The European League Against Rheumatism (EULAR) have published an update to their 2007 recommendations for the management of early arthritis. This committee strongly recommends early referral to a rheumatologist and early non pharmacologic interventions including smoking cessation, dental care, weight control, vaccination assessment, and comorbidity management. Patients should understand that these are a professional organization’s recommendations and don't necessarily reflect the latest advances in the management of rheumatoid and other inflammatory arthritis.
12 Key Recommendations
- Patients with arthritis (any joint swelling, associated with pain or stiffness) should seen by a rheumatologist, within 6 weeks after the onset of symptoms.
- Clinical examination is the method of choice for detecting arthritis, which may be confirmed by ultrasonography.
- If a definite diagnosis cannot be reached and the patient has early undifferentiated arthritis, risk factors for persistent and/or erosive disease, including number of swollen joints, acute phase reactants, rheumatoid factor, ACPA, and imaging findings, should be considered in management decisions.
- Patients at risk of persistent arthritis should be started on DMARDs as early as possible (ideally within 3 months), even if they do not meet classification criteria for an inflammatory rheumatologic disease.
- Methotrexate is considered to be the anchor drug and should be part of the first treatment strategy.
- NSAIDs are effective symptomatic therapies but should be used at the minimum effective dose for the shortest time possible.
- Steroids effectively reduce pain, swelling and structural progression, but should be used at the lowest dose necessary as treatment. Intra-articular steroid injections should be considered for the relief of local symptoms of inflammation.

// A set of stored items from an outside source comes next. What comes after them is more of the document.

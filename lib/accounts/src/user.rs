//! User account type.
//!
//! A user either registered with an email and password or was created on
//! the first sign-in through an identity provider. Provider accounts are
//! keyed by the `(provider, uid)` pair.

use chrono::{DateTime, Duration, Utc};
use gatehouse_core::UserId;
use serde::{Deserialize, Serialize};

use crate::provider::Provider;
use crate::role::{Role, RoleSet};

/// Pending password reset.
#[derive(Debug, Clone, PartialEq, Eq, Serialize, Deserialize)]
pub struct PasswordReset {
    /// Digest of the raw token that was handed out.
    pub token_digest: String,
    /// When the token was issued.
    pub sent_at: DateTime<Utc>,
}

/// Sign-in bookkeeping.
#[derive(Debug, Clone, Default, PartialEq, Eq, Serialize, Deserialize)]
pub struct SignInTracking {
    pub sign_in_count: i32,
    pub current_sign_in_at: Option<DateTime<Utc>>,
    pub last_sign_in_at: Option<DateTime<Utc>>,
    pub current_sign_in_ip: Option<String>,
    pub last_sign_in_ip: Option<String>,
}

/// A user account.
#[derive(Debug, Clone, PartialEq, Eq, Serialize, Deserialize)]
pub struct User {
    id: UserId,
    /// Identity provider the account was created through, if any.
    provider: Option<Provider>,
    /// Provider-scoped account identifier.
    uid: Option<String>,
    /// Normalized email address.
    email: String,
    /// Argon2id PHC string.
    #[serde(skip_serializing, default)]
    encrypted_password: String,
    name: Option<String>,
    /// Profile image URL.
    image: Option<String>,
    roles: RoleSet,
    password_reset: Option<PasswordReset>,
    remember_created_at: Option<DateTime<Utc>>,
    tracking: SignInTracking,
    created_at: DateTime<Utc>,
    updated_at: DateTime<Utc>,
}

impl User {
    /// Creates a new account with a generated ID and no roles.
    #[must_use]
    pub fn new(email: String, encrypted_password: String) -> Self {
        let now = Utc::now();
        Self {
            id: UserId::new(),
            provider: None,
            uid: None,
            email,
            encrypted_password,
            name: None,
            image: None,
            roles: RoleSet::none(),
            password_reset: None,
            remember_created_at: None,
            tracking: SignInTracking::default(),
            created_at: now,
            updated_at: now,
        }
    }

    /// Reconstitutes an account from storage.
    #[must_use]
    #[expect(clippy::too_many_arguments)]
    pub fn with_all_fields(
        id: UserId,
        provider: Option<Provider>,
        uid: Option<String>,
        email: String,
        encrypted_password: String,
        name: Option<String>,
        image: Option<String>,
        roles: RoleSet,
        password_reset: Option<PasswordReset>,
        remember_created_at: Option<DateTime<Utc>>,
        tracking: SignInTracking,
        created_at: DateTime<Utc>,
        updated_at: DateTime<Utc>,
    ) -> Self {
        Self {
            id,
            provider,
            uid,
            email,
            encrypted_password,
            name,
            image,
            roles,
            password_reset,
            remember_created_at,
            tracking,
            created_at,
            updated_at,
        }
    }

    #[must_use]
    pub fn id(&self) -> UserId {
        self.id
    }

    #[must_use]
    pub fn provider(&self) -> Option<Provider> {
        self.provider
    }

    #[must_use]
    pub fn uid(&self) -> Option<&str> {
        self.uid.as_deref()
    }

    #[must_use]
    pub fn email(&self) -> &str {
        &self.email
    }

    #[must_use]
    pub fn encrypted_password(&self) -> &str {
        &self.encrypted_password
    }

    #[must_use]
    pub fn name(&self) -> Option<&str> {
        self.name.as_deref()
    }

    #[must_use]
    pub fn image(&self) -> Option<&str> {
        self.image.as_deref()
    }

    #[must_use]
    pub fn roles(&self) -> &RoleSet {
        &self.roles
    }

    #[must_use]
    pub fn password_reset(&self) -> Option<&PasswordReset> {
        self.password_reset.as_ref()
    }

    #[must_use]
    pub fn remember_created_at(&self) -> Option<DateTime<Utc>> {
        self.remember_created_at
    }

    #[must_use]
    pub fn tracking(&self) -> &SignInTracking {
        &self.tracking
    }

    #[must_use]
    pub fn created_at(&self) -> DateTime<Utc> {
        self.created_at
    }

    #[must_use]
    pub fn updated_at(&self) -> DateTime<Utc> {
        self.updated_at
    }

    /// Returns true if the account's `(provider, uid)` equals the given pair.
    ///
    /// Both halves take part in the comparison, so an absent uid only
    /// matches an absent uid of the same provider.
    #[must_use]
    pub fn matches_identity(&self, provider: Provider, uid: Option<&str>) -> bool {
        self.provider == Some(provider) && self.uid.as_deref() == uid
    }

    /// Links the account to a provider identity.
    pub fn set_identity(&mut self, provider: Provider, uid: Option<String>) {
        self.provider = Some(provider);
        self.uid = uid;
        self.touch();
    }

    pub fn set_email(&mut self, email: String) {
        self.email = email;
        self.touch();
    }

    pub fn set_name(&mut self, name: Option<String>) {
        self.name = name;
        self.touch();
    }

    pub fn set_image(&mut self, image: Option<String>) {
        self.image = image;
        self.touch();
    }

    pub fn set_encrypted_password(&mut self, encrypted_password: String) {
        self.encrypted_password = encrypted_password;
        self.touch();
    }

    /// Adds a role. Returns false if the account already held it.
    pub fn add_role(&mut self, role: Role) -> bool {
        let added = self.roles.insert(role);
        if added {
            self.touch();
        }
        added
    }

    /// Records a newly issued reset token digest.
    pub fn start_password_reset(&mut self, token_digest: String, sent_at: DateTime<Utc>) {
        self.password_reset = Some(PasswordReset {
            token_digest,
            sent_at,
        });
        self.touch();
    }

    pub fn clear_password_reset(&mut self) {
        self.password_reset = None;
        self.touch();
    }

    /// Returns true while the pending reset token is younger than `within`.
    #[must_use]
    pub fn reset_period_valid(&self, within: Duration, now: DateTime<Utc>) -> bool {
        self.password_reset
            .as_ref()
            .is_some_and(|reset| reset.sent_at + within > now)
    }

    /// Starts a remembered sign-in unless an unexpired one is active.
    pub fn remember(&mut self, remember_for: Duration, now: DateTime<Utc>) {
        if self.remember_expired(remember_for, now) {
            self.remember_created_at = Some(now);
            self.touch();
        }
    }

    /// Ends every remembered sign-in of the account.
    pub fn forget(&mut self) {
        if self.remember_created_at.take().is_some() {
            self.touch();
        }
    }

    /// Returns true if remembered sign-ins are no longer honored.
    #[must_use]
    pub fn remember_expired(&self, remember_for: Duration, now: DateTime<Utc>) -> bool {
        match self.remember_created_at {
            Some(created) => created + remember_for <= now,
            None => true,
        }
    }

    /// Moves the current sign-in to "last" and records a new one.
    pub fn track_sign_in(&mut self, ip: Option<String>, now: DateTime<Utc>) {
        let tracking = &mut self.tracking;
        tracking.last_sign_in_at = tracking.current_sign_in_at.or(Some(now));
        tracking.current_sign_in_at = Some(now);
        tracking.last_sign_in_ip = tracking.current_sign_in_ip.take().or_else(|| ip.clone());
        tracking.current_sign_in_ip = ip;
        tracking.sign_in_count += 1;
        self.touch();
    }

    fn touch(&mut self) {
        self.updated_at = Utc::now();
    }
}

#[cfg(test)]
mod tests {
    use super::*;

    fn user() -> User {
        User::new("a@example.com".to_string(), "$argon2id$stub".to_string())
    }

    #[test]
    fn new_user_has_generated_id_and_no_roles() {
        let user = user();
        assert!(user.id().to_string().starts_with("usr_"));
        assert!(user.roles().is_empty());
        assert!(user.provider().is_none());
        assert!(user.uid().is_none());
        assert_eq!(user.created_at(), user.updated_at());
    }

    #[test]
    fn identity_match_uses_both_halves() {
        let mut user = user();
        user.set_identity(Provider::Kakao, Some("123".to_string()));

        assert!(user.matches_identity(Provider::Kakao, Some("123")));
        assert!(!user.matches_identity(Provider::Naver, Some("123")));
        assert!(!user.matches_identity(Provider::Kakao, Some("456")));
        assert!(!user.matches_identity(Provider::Kakao, None));
    }

    #[test]
    fn absent_uid_only_matches_same_provider() {
        let mut user = user();
        user.set_identity(Provider::Naver, None);

        assert!(user.matches_identity(Provider::Naver, None));
        assert!(!user.matches_identity(Provider::Kakao, None));
    }

    #[test]
    fn registered_user_matches_no_identity() {
        let user = user();
        assert!(!user.matches_identity(Provider::Kakao, None));
    }

    #[test]
    fn add_role_updates_timestamp_once() {
        let mut user = user();
        let before = user.updated_at();
        std::thread::sleep(std::time::Duration::from_millis(1));

        assert!(user.add_role(Role::User));
        let after = user.updated_at();
        assert!(after > before);

        assert!(!user.add_role(Role::User));
        assert_eq!(user.updated_at(), after);
    }

    #[test]
    fn tracking_shifts_current_to_last() {
        let mut user = user();
        let first = Utc::now() - Duration::hours(2);
        let second = Utc::now();

        user.track_sign_in(Some("10.0.0.1".to_string()), first);
        let tracking = user.tracking();
        assert_eq!(tracking.sign_in_count, 1);
        assert_eq!(tracking.current_sign_in_at, Some(first));
        assert_eq!(tracking.last_sign_in_at, Some(first));
        assert_eq!(tracking.last_sign_in_ip.as_deref(), Some("10.0.0.1"));

        user.track_sign_in(Some("10.0.0.2".to_string()), second);
        let tracking = user.tracking();
        assert_eq!(tracking.sign_in_count, 2);
        assert_eq!(tracking.current_sign_in_at, Some(second));
        assert_eq!(tracking.last_sign_in_at, Some(first));
        assert_eq!(tracking.current_sign_in_ip.as_deref(), Some("10.0.0.2"));
        assert_eq!(tracking.last_sign_in_ip.as_deref(), Some("10.0.0.1"));
    }

    #[test]
    fn reset_period_expires() {
        let mut user = user();
        let now = Utc::now();
        assert!(!user.reset_period_valid(Duration::hours(6), now));

        user.start_password_reset("digest".to_string(), now - Duration::hours(5));
        assert!(user.reset_period_valid(Duration::hours(6), now));
        assert!(!user.reset_period_valid(Duration::hours(6), now + Duration::hours(2)));

        user.clear_password_reset();
        assert!(user.password_reset().is_none());
    }

    #[test]
    fn remember_keeps_first_timestamp() {
        let mut user = user();
        let now = Utc::now();
        assert!(user.remember_expired(Duration::days(14), now));

        user.remember(Duration::days(14), now - Duration::days(1));
        user.remember(Duration::days(14), now);
        assert_eq!(user.remember_created_at(), Some(now - Duration::days(1)));
        assert!(!user.remember_expired(Duration::days(14), now));
        assert!(user.remember_expired(Duration::days(14), now + Duration::days(14)));

        let later = now + Duration::days(20);
        user.remember(Duration::days(14), later);
        assert_eq!(user.remember_created_at(), Some(later));

        user.forget();
        assert!(user.remember_created_at().is_none());
    }

    #[test]
    fn serialization_omits_password_hash() {
        let user = user();
        let json = serde_json::to_value(&user).expect("serialize");
        assert!(json.get("encrypted_password").is_none());
        assert_eq!(json["email"], "a@example.com");
    }
}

- The main goal of DMARD treatment is to achieve clinical remission. Regular monitoring of disease activity and side effects should guide decisions on choice and changes in treatment strategies.
- Monitoring of disease activity should occur every 1 to 3 months and include tender and swollen joint counts, patient and physician global assessments, ESR and CRP, usually by applying a composite measure.
- Non-pharmacological interventions, such as dynamic exercises and occupational therapy, should be considered as adjuncts to drug treatment in patients with early arthritis.
- In patients with early arthritis smoking cessation, dental care, weight control, assessment of vaccination status and management of comorbidities should be part of overall patient care.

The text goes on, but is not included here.